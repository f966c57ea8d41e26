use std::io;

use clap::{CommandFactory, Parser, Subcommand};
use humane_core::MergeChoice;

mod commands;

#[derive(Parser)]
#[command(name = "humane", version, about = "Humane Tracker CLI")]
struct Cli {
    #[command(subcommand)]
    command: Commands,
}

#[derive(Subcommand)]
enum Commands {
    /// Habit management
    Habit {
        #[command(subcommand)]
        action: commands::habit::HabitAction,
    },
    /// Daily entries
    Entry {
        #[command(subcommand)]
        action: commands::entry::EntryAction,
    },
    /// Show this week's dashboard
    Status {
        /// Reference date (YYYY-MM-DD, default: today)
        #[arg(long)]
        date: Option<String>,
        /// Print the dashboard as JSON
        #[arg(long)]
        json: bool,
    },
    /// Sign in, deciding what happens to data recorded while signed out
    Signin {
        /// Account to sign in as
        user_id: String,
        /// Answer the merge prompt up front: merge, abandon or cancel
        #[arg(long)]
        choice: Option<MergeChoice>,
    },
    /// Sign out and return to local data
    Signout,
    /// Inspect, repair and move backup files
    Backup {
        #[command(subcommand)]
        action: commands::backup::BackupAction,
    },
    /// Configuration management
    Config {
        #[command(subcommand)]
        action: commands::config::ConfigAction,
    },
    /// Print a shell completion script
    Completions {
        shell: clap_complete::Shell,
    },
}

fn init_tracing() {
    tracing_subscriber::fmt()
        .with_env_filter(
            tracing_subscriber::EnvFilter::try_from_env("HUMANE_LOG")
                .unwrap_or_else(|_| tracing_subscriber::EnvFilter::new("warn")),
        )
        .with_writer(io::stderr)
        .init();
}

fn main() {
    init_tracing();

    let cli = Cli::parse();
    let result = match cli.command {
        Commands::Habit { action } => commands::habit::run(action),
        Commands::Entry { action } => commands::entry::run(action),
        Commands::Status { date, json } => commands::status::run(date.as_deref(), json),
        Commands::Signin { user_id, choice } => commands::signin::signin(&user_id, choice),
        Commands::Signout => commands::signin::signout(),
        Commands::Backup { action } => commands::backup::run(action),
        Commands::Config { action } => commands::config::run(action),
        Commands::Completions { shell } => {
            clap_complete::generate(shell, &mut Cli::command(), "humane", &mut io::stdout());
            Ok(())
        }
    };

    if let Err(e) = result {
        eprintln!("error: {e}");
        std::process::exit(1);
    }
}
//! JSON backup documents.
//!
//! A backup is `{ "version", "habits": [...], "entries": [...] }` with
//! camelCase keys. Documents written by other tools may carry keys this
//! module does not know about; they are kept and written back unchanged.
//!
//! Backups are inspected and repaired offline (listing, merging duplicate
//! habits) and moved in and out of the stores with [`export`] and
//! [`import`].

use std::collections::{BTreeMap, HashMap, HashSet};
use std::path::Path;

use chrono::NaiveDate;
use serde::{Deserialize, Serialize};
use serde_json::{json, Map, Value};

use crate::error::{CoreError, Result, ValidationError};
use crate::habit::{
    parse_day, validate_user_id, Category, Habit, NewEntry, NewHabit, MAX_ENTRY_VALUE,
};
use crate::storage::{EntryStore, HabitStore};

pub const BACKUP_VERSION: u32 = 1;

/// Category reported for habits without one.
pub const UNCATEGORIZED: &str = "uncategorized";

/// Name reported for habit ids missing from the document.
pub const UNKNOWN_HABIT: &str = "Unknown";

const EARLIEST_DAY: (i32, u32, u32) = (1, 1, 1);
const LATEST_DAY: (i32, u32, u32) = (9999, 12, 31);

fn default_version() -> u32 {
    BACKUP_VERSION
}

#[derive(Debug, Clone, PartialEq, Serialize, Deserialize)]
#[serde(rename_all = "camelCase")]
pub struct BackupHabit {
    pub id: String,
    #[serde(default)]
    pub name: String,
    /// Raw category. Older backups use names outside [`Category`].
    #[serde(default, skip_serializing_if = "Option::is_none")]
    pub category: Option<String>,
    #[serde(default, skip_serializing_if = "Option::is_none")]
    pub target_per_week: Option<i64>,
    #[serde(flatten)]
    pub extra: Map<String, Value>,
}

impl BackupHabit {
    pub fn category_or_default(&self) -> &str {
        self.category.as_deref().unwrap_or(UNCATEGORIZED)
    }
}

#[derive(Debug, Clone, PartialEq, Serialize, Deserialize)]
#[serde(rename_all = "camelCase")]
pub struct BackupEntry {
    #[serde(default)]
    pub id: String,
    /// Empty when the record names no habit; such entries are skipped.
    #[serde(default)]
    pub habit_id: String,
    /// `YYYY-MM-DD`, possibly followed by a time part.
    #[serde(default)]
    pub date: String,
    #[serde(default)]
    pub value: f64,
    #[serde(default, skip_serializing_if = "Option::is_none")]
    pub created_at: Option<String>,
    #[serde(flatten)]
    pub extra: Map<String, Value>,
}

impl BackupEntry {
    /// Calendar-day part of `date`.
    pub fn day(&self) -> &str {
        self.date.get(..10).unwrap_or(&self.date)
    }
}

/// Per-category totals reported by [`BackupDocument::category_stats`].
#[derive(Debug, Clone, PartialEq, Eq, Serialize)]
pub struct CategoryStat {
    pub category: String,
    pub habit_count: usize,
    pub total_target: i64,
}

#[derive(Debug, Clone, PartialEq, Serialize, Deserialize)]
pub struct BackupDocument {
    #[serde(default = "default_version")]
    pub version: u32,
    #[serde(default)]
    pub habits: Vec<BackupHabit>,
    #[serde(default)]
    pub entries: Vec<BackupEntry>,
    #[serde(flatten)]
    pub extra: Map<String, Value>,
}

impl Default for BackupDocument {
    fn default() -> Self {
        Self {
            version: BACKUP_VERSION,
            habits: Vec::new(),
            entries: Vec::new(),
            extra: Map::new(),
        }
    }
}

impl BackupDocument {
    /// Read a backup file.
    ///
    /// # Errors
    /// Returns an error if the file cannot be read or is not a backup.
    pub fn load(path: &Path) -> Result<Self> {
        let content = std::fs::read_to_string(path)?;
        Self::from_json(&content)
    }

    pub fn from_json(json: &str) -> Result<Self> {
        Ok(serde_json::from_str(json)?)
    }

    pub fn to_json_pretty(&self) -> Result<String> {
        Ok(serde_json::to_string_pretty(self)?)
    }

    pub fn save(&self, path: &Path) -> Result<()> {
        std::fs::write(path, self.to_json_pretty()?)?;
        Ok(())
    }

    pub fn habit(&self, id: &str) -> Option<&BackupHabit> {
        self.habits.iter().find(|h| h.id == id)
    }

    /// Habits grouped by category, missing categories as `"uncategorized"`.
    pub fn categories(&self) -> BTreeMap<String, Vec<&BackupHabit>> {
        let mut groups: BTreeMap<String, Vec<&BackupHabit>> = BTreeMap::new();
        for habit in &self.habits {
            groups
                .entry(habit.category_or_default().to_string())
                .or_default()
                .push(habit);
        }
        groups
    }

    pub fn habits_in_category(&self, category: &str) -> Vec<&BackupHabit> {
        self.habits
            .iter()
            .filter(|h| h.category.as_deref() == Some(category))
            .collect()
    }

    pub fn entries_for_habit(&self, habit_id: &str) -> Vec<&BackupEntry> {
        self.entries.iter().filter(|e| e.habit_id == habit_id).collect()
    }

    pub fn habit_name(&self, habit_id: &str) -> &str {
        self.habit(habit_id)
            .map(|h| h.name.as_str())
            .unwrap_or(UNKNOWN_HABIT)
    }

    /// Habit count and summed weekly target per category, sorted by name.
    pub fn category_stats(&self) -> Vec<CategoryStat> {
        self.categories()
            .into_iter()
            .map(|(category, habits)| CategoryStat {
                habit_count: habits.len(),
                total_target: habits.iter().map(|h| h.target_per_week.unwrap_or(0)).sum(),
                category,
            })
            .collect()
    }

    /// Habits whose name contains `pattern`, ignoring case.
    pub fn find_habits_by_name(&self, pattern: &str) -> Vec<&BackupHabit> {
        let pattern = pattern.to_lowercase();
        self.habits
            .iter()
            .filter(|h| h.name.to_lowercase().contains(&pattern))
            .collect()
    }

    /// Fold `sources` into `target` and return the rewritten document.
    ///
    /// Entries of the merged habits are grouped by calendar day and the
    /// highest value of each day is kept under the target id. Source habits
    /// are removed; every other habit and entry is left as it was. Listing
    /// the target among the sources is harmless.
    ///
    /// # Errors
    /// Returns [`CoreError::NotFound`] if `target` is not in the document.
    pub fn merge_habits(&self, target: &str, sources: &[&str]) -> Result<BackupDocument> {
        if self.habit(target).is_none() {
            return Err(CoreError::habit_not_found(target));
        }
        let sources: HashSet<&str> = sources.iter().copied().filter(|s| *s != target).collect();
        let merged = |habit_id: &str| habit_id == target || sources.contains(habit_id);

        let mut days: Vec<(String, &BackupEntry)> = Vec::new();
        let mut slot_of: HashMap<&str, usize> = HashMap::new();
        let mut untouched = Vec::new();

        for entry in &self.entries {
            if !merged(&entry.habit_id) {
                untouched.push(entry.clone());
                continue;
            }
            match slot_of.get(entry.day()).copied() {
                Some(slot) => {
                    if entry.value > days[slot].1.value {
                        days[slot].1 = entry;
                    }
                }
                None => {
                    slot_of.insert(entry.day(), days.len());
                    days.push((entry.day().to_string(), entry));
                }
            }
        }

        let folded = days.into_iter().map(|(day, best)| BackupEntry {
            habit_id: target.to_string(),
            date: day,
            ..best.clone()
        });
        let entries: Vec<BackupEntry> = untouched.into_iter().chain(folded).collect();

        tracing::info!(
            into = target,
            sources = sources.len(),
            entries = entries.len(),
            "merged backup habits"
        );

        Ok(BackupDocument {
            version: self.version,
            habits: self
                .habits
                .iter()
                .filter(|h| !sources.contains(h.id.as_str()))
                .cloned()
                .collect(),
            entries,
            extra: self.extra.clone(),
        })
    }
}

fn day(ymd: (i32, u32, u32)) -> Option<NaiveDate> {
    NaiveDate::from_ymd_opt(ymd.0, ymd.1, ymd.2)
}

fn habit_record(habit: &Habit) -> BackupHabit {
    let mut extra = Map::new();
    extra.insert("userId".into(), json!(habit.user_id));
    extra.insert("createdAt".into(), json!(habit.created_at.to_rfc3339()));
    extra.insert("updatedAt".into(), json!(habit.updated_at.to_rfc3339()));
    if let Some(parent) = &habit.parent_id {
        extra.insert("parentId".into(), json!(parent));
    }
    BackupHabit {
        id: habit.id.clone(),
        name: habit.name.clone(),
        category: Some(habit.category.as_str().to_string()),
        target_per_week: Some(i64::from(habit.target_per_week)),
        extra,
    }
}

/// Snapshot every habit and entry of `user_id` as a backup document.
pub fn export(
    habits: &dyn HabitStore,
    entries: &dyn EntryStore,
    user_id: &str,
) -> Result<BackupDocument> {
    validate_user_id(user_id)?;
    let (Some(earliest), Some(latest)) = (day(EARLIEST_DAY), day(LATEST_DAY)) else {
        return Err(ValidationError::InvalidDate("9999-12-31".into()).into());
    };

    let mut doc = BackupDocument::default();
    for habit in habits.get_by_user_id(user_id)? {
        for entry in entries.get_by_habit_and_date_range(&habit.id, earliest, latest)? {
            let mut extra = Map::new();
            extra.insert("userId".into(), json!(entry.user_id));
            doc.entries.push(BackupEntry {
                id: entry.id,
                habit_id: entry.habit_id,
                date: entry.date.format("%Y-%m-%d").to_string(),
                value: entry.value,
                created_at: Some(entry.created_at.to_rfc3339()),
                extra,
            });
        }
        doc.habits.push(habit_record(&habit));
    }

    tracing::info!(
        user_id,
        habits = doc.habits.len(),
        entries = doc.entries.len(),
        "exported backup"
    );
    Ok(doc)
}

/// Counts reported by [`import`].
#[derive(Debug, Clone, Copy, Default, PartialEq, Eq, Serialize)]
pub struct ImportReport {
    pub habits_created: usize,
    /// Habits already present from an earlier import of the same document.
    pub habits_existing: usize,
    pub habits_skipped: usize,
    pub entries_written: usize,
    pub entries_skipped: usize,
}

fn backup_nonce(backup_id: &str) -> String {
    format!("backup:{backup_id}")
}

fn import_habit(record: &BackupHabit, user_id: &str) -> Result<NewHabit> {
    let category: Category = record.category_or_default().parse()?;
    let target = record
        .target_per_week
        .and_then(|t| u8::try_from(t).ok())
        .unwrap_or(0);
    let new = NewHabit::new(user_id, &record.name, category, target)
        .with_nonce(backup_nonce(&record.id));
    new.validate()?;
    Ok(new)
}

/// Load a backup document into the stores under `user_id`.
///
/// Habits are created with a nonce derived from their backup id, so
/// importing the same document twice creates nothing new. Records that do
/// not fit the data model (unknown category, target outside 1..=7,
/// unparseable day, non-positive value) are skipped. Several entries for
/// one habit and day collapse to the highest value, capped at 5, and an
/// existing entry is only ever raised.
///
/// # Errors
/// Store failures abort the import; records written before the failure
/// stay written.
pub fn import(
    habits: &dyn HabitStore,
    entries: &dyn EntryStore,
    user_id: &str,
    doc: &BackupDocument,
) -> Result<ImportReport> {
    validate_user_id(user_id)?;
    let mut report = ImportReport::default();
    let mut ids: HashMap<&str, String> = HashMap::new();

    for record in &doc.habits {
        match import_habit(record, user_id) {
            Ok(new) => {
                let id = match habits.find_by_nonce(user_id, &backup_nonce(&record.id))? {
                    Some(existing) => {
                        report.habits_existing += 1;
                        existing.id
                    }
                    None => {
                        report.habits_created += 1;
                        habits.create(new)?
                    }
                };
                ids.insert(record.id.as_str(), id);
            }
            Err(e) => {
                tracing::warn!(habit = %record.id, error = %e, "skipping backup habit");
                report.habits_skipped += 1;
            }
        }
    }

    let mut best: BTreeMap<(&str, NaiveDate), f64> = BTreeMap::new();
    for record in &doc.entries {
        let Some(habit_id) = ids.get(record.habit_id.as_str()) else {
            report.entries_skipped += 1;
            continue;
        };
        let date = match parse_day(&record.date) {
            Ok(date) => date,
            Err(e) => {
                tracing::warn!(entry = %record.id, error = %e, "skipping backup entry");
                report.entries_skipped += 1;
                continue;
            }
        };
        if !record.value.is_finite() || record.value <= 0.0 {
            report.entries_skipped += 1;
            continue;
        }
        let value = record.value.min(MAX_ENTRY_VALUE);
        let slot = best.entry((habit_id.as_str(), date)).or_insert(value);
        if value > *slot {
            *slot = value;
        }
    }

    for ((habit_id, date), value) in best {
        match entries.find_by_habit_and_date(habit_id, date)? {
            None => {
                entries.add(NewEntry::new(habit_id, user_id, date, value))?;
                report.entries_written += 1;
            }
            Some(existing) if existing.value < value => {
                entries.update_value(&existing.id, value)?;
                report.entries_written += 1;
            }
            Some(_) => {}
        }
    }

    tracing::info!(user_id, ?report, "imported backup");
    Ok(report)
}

● ● ● ● ● ● ●

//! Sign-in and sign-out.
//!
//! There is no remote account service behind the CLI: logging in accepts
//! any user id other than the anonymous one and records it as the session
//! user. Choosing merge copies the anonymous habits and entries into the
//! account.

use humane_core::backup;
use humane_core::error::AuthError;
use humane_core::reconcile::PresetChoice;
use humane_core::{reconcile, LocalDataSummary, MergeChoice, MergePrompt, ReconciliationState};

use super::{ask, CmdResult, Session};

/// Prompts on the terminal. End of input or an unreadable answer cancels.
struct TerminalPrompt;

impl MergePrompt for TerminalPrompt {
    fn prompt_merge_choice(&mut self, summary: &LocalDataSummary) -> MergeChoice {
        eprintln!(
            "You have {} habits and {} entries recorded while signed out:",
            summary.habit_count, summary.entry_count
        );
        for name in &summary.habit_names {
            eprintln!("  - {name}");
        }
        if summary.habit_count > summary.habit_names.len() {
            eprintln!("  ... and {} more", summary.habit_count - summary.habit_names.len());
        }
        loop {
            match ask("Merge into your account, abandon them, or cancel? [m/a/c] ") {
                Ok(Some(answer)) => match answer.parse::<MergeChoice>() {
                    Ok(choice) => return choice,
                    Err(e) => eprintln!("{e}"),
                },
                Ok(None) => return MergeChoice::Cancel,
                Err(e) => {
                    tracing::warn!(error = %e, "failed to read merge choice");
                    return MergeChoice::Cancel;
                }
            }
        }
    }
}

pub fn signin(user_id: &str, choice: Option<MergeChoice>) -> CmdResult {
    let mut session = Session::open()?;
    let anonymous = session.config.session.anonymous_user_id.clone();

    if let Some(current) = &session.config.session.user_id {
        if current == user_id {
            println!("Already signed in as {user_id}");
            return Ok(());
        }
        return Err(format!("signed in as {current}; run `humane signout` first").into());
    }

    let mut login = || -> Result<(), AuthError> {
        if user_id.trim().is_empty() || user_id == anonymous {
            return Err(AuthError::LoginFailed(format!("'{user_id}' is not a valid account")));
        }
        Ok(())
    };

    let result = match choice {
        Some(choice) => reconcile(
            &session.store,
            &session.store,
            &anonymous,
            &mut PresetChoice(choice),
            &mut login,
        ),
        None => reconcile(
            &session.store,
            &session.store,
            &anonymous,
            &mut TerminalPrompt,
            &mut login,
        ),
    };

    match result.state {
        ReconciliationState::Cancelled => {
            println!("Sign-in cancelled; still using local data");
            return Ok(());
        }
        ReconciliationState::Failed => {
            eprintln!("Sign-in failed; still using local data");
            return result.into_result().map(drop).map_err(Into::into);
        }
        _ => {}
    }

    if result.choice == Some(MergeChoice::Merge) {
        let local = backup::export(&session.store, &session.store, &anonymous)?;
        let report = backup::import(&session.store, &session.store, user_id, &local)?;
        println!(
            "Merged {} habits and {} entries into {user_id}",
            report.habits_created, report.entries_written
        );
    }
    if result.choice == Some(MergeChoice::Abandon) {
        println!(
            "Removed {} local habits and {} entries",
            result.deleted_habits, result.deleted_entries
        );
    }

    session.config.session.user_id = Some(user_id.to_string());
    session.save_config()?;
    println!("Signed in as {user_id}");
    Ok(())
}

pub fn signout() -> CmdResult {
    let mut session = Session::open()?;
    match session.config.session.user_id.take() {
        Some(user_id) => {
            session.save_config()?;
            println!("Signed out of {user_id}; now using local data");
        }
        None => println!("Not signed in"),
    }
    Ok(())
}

● ● ● ● ● ● ●

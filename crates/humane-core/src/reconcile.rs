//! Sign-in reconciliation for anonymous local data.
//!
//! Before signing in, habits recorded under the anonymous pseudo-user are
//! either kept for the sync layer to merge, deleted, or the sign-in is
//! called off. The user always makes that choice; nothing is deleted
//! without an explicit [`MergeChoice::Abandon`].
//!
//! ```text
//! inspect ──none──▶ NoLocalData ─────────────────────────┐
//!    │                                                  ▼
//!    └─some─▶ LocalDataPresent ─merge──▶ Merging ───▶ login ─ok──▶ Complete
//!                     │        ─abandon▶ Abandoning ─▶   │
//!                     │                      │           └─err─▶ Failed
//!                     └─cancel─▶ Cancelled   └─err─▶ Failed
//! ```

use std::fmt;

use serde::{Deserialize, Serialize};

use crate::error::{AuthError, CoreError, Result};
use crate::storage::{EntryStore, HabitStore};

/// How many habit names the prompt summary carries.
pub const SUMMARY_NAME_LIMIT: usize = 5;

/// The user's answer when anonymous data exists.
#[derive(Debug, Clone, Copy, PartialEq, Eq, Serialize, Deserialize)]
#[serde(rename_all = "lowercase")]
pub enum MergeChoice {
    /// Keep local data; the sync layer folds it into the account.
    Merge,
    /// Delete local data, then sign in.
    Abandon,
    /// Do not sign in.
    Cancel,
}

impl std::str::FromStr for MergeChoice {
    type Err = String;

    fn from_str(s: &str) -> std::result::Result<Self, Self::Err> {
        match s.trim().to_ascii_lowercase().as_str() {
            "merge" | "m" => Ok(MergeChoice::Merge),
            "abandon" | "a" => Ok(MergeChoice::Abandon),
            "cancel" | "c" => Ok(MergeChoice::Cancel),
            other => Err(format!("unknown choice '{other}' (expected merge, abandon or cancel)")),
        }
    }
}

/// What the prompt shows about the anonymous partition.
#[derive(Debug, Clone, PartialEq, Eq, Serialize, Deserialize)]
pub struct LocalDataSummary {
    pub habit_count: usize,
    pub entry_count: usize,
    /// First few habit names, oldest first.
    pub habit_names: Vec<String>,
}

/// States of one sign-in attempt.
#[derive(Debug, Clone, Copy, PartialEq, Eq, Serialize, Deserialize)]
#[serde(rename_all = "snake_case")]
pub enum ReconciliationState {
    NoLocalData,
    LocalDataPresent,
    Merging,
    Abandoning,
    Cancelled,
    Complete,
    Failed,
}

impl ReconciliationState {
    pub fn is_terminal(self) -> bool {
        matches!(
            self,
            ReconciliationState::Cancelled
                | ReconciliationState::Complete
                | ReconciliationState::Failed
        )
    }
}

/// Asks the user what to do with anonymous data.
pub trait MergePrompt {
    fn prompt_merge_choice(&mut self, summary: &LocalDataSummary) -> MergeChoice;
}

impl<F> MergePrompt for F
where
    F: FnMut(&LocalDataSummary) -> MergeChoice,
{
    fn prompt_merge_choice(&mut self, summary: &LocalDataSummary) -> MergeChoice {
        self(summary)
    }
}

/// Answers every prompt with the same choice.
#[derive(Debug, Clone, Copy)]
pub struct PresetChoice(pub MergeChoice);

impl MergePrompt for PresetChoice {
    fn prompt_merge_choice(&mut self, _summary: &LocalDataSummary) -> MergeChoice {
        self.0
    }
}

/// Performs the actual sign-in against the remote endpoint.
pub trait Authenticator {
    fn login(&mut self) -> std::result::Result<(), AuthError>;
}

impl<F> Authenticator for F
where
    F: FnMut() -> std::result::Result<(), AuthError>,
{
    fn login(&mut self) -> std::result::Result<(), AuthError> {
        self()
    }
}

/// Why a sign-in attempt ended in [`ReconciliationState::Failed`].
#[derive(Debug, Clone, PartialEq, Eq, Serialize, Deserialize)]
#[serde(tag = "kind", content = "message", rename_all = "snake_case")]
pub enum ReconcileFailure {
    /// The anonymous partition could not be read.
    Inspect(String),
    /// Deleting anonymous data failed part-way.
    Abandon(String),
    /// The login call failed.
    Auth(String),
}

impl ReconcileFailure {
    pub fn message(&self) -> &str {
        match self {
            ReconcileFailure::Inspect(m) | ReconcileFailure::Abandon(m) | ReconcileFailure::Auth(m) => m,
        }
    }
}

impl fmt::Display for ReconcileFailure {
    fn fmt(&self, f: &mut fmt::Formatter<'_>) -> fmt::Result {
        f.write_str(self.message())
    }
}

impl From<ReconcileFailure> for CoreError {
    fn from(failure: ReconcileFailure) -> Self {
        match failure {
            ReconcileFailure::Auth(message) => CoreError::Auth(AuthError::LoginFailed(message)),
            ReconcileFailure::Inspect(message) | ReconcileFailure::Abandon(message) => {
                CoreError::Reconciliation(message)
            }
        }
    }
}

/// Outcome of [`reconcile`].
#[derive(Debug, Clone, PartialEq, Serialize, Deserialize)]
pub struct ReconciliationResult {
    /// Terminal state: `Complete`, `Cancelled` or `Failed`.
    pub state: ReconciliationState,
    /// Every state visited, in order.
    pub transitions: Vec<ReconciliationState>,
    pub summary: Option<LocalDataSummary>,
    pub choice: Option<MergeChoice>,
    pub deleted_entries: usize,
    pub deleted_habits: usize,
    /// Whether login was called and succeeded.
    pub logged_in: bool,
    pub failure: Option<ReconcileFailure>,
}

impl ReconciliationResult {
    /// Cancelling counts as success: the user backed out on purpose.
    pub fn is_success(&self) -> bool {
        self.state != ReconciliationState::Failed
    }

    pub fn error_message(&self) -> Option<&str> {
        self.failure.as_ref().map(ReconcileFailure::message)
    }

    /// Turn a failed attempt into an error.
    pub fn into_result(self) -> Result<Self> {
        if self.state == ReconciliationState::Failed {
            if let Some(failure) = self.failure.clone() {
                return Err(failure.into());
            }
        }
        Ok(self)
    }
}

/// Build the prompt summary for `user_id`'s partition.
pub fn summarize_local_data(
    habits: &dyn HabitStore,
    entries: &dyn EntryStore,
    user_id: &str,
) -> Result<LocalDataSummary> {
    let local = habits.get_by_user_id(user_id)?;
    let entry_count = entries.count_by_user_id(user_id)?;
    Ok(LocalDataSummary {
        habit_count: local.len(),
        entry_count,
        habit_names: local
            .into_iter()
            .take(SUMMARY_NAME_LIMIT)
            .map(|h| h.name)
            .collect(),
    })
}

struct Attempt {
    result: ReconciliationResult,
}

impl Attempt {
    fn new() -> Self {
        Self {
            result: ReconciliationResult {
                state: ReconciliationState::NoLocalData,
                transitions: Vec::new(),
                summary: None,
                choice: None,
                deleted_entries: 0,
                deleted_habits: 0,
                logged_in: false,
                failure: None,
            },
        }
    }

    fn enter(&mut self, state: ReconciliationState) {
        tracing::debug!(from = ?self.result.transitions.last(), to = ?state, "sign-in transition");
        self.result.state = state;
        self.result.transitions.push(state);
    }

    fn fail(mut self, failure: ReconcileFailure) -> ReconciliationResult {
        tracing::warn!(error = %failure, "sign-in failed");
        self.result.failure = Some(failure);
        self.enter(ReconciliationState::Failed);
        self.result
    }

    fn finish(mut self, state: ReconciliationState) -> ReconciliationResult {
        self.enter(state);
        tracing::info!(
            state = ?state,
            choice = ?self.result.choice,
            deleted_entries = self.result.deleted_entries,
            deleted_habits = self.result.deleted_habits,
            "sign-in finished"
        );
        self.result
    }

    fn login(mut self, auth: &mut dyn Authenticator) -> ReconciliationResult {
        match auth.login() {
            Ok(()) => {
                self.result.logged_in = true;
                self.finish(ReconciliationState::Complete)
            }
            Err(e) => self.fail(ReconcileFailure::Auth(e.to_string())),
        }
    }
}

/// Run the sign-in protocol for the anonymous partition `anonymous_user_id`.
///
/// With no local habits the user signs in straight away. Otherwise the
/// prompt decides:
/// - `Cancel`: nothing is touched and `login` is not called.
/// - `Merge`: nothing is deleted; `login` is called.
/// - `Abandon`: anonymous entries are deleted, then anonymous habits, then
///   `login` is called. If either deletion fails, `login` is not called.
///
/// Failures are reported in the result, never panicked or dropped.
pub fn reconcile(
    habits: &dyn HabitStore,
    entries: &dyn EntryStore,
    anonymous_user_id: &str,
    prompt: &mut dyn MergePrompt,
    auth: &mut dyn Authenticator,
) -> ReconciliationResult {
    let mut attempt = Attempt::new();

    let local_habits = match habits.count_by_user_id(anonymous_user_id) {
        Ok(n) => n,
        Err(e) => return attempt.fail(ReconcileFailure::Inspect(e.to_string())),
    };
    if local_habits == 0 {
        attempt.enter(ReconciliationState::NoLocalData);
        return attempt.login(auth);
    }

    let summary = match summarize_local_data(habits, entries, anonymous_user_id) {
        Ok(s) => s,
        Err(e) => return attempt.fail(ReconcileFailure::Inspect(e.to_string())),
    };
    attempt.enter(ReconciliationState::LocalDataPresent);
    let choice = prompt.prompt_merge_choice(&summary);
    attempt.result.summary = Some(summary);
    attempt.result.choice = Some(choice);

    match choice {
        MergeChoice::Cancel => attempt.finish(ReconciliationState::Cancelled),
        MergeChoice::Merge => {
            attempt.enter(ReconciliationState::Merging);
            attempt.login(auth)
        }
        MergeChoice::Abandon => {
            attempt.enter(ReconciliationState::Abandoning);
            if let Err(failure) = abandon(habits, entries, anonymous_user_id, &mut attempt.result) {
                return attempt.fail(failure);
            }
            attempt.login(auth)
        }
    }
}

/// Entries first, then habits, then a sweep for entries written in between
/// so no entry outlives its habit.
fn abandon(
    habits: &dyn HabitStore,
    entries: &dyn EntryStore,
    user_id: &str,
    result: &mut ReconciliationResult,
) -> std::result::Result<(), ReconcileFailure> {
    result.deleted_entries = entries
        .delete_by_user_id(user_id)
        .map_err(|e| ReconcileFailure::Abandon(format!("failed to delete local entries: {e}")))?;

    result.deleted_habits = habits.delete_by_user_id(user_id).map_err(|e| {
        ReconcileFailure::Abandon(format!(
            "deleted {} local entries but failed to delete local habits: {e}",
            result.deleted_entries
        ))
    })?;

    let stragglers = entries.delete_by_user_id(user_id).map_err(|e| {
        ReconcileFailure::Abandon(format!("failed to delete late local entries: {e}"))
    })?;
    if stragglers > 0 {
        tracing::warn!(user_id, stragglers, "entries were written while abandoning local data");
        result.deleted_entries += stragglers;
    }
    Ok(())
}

● ● ● ● ● ● ●

THE TASK = Scan the entries above for the string "const" and copy each line that contains it.

THE COMPLETED TASK =
pub const BACKUP_VERSION: u32 = 1;
pub const UNCATEGORIZED: &str = "uncategorized";
pub const UNKNOWN_HABIT: &str = "Unknown";
const EARLIEST_DAY: (i32, u32, u32) = (1, 1, 1);
const LATEST_DAY: (i32, u32, u32) = (9999, 12, 31);
pub const SUMMARY_NAME_LIMIT: usize = 5;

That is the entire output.